[[ INPUT MATERIAL open ]]
//! Signed fixed-window recoding of scalars and table selection shared by
//! every scalar multiplication and multi-exponentiation

use milagro_internal::constant_time::{ct_is_negative, ct_lookup};
use milagro_params::arch::{Chunk, BIGBITS};
use subtle::{Choice, ConditionallySelectable};

use crate::bigint::Big;

/// Digits of a signed 4-bit window over a full-width scalar, plus the top
pub(crate) const FIXED_DIGITS: usize = 2 + (BIGBITS + 3) / 4;

/// Digits of a signed 2-bit joint window over two scalars, plus the top
pub(crate) const JOINT2_DIGITS: usize = 2 + (BIGBITS + 1) / 2;

/// Digits of a signed 1-bit joint window over four scalars, plus the top
pub(crate) const JOINT4_DIGITS: usize = BIGBITS + 2;

/// Make a scalar odd without branching
///
/// The result has at most one bit more than `e`.
///
/// Returns `t` and `c` with `t` odd and `t - (c ? 1 : 2) = e`: an even `e`
/// becomes `e + 1` with a correction of one base, an odd `e` becomes
/// `e + 2` with a correction of twice the base.
pub(crate) fn make_odd(e: &Big) -> (Big, Choice) {
    let mut t = *e;
    t.norm();
    let s = Choice::from((t.parity() & 1) as u8);
    t.inc(1);
    t.norm();
    let ns = Choice::from((t.parity() & 1) as u8);
    let mut mt = t;
    mt.inc(1);
    mt.norm();
    t.cmove(&mt, s);
    (t, ns)
}

/// Recode an odd scalar below `2^(bits+1)` into signed odd digits in
/// `[-15, 15]`
///
/// The digit count is fixed by `bits`, which must be public. Once the
/// scalar is used up the recoding settles on `1 = 16 - 15`, so short
/// scalars are padded with the same digit pattern as long ones. Returns
/// the digits, least significant first, and the index of the top digit,
/// which is `1`.
pub(crate) fn fixed_window(t: &Big, bits: usize) -> ([i8; FIXED_DIGITS], usize) {
    let nb = 1 + (bits + 3) / 4;
    debug_assert!(nb < FIXED_DIGITS);
    let mut t = *t;
    t.norm();
    let mut w = [0i8; FIXED_DIGITS];
    for wi in w.iter_mut().take(nb) {
        *wi = take_digit(&mut t, 5, 16, 4) as i8;
    }
    debug_assert!(t.nbits() <= 4);
    w[nb] = t.lastbits(5) as i8;
    (w, nb)
}

/// Joint recoding of two odd scalars below `2^(bits+1)` into digits
/// `4a + b` with `a, b` in `{-3, -1, 1, 3}`
///
/// The digit count is fixed by the public `bits`.
pub(crate) fn joint2(te: &Big, tf: &Big, bits: usize) -> ([i8; JOINT2_DIGITS], usize) {
    let nb = 1 + (bits + 1) / 2;
    debug_assert!(nb < JOINT2_DIGITS);
    let (mut te, mut tf) = (*te, *tf);
    te.norm();
    tf.norm();

    let mut w = [0i8; JOINT2_DIGITS];
    for wi in w.iter_mut().take(nb) {
        let a = take_digit(&mut te, 3, 4, 2);
        let b = take_digit(&mut tf, 3, 4, 2);
        *wi = (4 * a + b) as i8;
    }
    debug_assert!(te.nbits() <= 2 && tf.nbits() <= 2);
    w[nb] = (4 * te.lastbits(3) + tf.lastbits(3)) as i8;
    (w, nb)
}

/// Joint recoding of four odd scalars below `2^(bits+1)` into digits
/// `8a + 4b + 2c + d` with every coefficient in `{-1, 1}`
///
/// The digit count is fixed by the public `bits`.
pub(crate) fn joint4(t: &[Big; 4], bits: usize) -> ([i8; JOINT4_DIGITS], usize) {
    let nb = 1 + bits;
    debug_assert!(nb < JOINT4_DIGITS);
    let mut t = *t;
    for ti in t.iter_mut() {
        ti.norm();
    }

    let mut w = [0i8; JOINT4_DIGITS];
    for wi in w.iter_mut().take(nb) {
        let mut digit = 0;
        for (k, ti) in t.iter_mut().enumerate() {
            digit += take_digit(ti, 2, 2, 1) << (3 - k);
        }
        *wi = digit as i8;
    }
    debug_assert!(t.iter().all(|ti| ti.nbits() <= 1));
    w[nb] = t
        .iter()
        .enumerate()
        .map(|(k, ti)| (ti.lastbits(2) << (3 - k)) as i8)
        .sum();
    (w, nb)
}

/// Strip one signed digit `lastbits(bits) - offset` and shift it out
fn take_digit(t: &mut Big, bits: usize, offset: Chunk, shift: usize) -> Chunk {
    let d = t.lastbits(bits) - offset;
    t.dec(d);
    t.norm();
    t.fshr(shift);
    d
}

/// Constant-time read of `sign(d) * table[(|d| - 1) / 2]` for an odd digit
///
/// `neg` is the group inverse of a table entry.
pub(crate) fn select<T, N>(table: &[T], digit: i8, neg: N) -> T
where
    T: ConditionallySelectable,
    N: Fn(&T) -> T,
{
    let d = digit as i32;
    let m = d >> 31;
    let babs = ((d ^ m) - m - 1) / 2;
    let mut p = ct_lookup(table, babs as usize);
    let np = neg(&p);
    p.conditional_assign(&np, ct_is_negative(d));
    p
}

#[cfg(test)]
mod tests {
    use super::*;
    use num_bigint::BigInt;
    use rand::SeedableRng;
    use rand_chacha::ChaCha8Rng;

    fn value(b: &Big) -> BigInt {
        BigInt::parse_bytes(format!("{:x}", b).as_bytes(), 16).unwrap_or_default()
    }

    #[test]
    fn test_make_odd() {
        for e in [0, 1, 2, 7, 8, 1000] {
            let (t, ns) = make_odd(&Big::new_int(e));
            assert_eq!(t.parity(), 1);
            let correction = if bool::from(ns) { 1 } else { 2 };
            assert_eq!(t, Big::new_int(e + correction));
        }
    }

    /// Sum of `digit(w[i]) * base^i` over all digits including the top
    fn recombine(w: &[i8], nb: usize, base: u32, digit: impl Fn(i8, bool) -> i32) -> BigInt {
        (0..=nb)
            .rev()
            .fold(BigInt::from(0), |acc, i| (acc << base) + BigInt::from(digit(w[i], i == nb)))
    }

    #[test]
    fn test_fixed_window_reconstructs() {
        let mut rng = ChaCha8Rng::seed_from_u64(11);
        let scalars = (0..20)
            .map(|_| Big::random(&mut rng))
            .chain([Big::new(), Big::new_int(3), Big::new_int(1 << 20)]);
        for e in scalars {
            let (t, _) = make_odd(&e);
            let (w, nb) = fixed_window(&t, BIGBITS);
            assert_eq!(nb, FIXED_DIGITS - 1);
            assert!(w[..nb].iter().all(|d| d % 2 != 0 && (-15..=15).contains(d)));
            assert_eq!(w[nb], 1);
            assert_eq!(recombine(&w, nb, 4, |d, _| d as i32), value(&t));
        }
    }

    #[test]
    fn test_digit_count_is_fixed_by_bound() {
        let (short, _) = make_odd(&Big::new_int(5));
        let (mid, _) = make_odd(&Big::new_int(1 << 40));
        let (long, _) = make_odd(&Big::random(&mut ChaCha8Rng::seed_from_u64(13)));
        assert_eq!(fixed_window(&short, 256).1, fixed_window(&long, 256).1);
        assert_eq!(fixed_window(&short, 128).1, 33);
        assert_eq!(joint2(&short, &short, 128).1, joint2(&short, &mid, 128).1);
        assert_eq!(joint4(&[short; 4], 66).1, 67);
        assert_eq!(joint4(&[long; 4], BIGBITS).1, JOINT4_DIGITS - 1);
    }

    #[test]
    fn test_joint_windows_reconstruct() {
        let mut rng = ChaCha8Rng::seed_from_u64(12);
        let (te, _) = make_odd(&Big::random(&mut rng));
        let (tf, _) = make_odd(&Big::random(&mut rng));
        let (w, nb) = joint2(&te, &tf, BIGBITS);
        let split = |d: i8, top: bool| -> (i32, i32) {
            if top {
                return ((d / 4) as i32, (d % 4) as i32);
            }
            let lo = [-3i8, -1, 1, 3]
                .into_iter()
                .find(|l| (d - l) % 4 == 0 && ((d - l) / 4) % 2 != 0)
                .unwrap_or(0);
            (((d - lo) / 4) as i32, lo as i32)
        };
        assert_eq!(recombine(&w, nb, 2, |d, top| split(d, top).0), value(&te));
        assert_eq!(recombine(&w, nb, 2, |d, top| split(d, top).1), value(&tf));

        let t: [Big; 4] = core::array::from_fn(|_| make_odd(&Big::new_int(12345)).0);
        let (w, nb) = joint4(&t, 14);
        let lead = |d: i8, top: bool| if top { (d >> 3) as i32 } else if d > 0 { 1 } else { -1 };
        assert_eq!(recombine(&w, nb, 1, lead), BigInt::from(12347));
    }

    #[test]
    fn test_select_negates() {
        let table: [u64; 8] = [1, 3, 5, 7, 9, 11, 13, 15];
        let neg = |x: &u64| x.wrapping_neg();
        for d in [1i8, 3, 5, 7, 9, 11, 13, 15] {
            assert_eq!(select(&table, d, neg), d as u64);
            assert_eq!(select(&table, -d, neg), (d as u64).wrapping_neg());
        }
    }
}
[[ INPUT MATERIAL closed ]]
WORK REQUIRED:
There is a line with "for (k, ti)" and a line with "- k)) as i8)" above. Copy exactly those two lines and all lines between them, with nothing else.

OUTPUT OF THE EXERCISE:
        for (k, ti) in t.iter_mut().enumerate() {
            digit += take_digit(ti, 2, 2, 1) << (3 - k);
        }
        *wi = digit as i8;
    }
    debug_assert!(t.iter().all(|ti| ti.nbits() <= 1));
    w[nb] = t
        .iter()
        .enumerate()
        .map(|(k, ti)| (ti.lastbits(2) << (3 - k)) as i8)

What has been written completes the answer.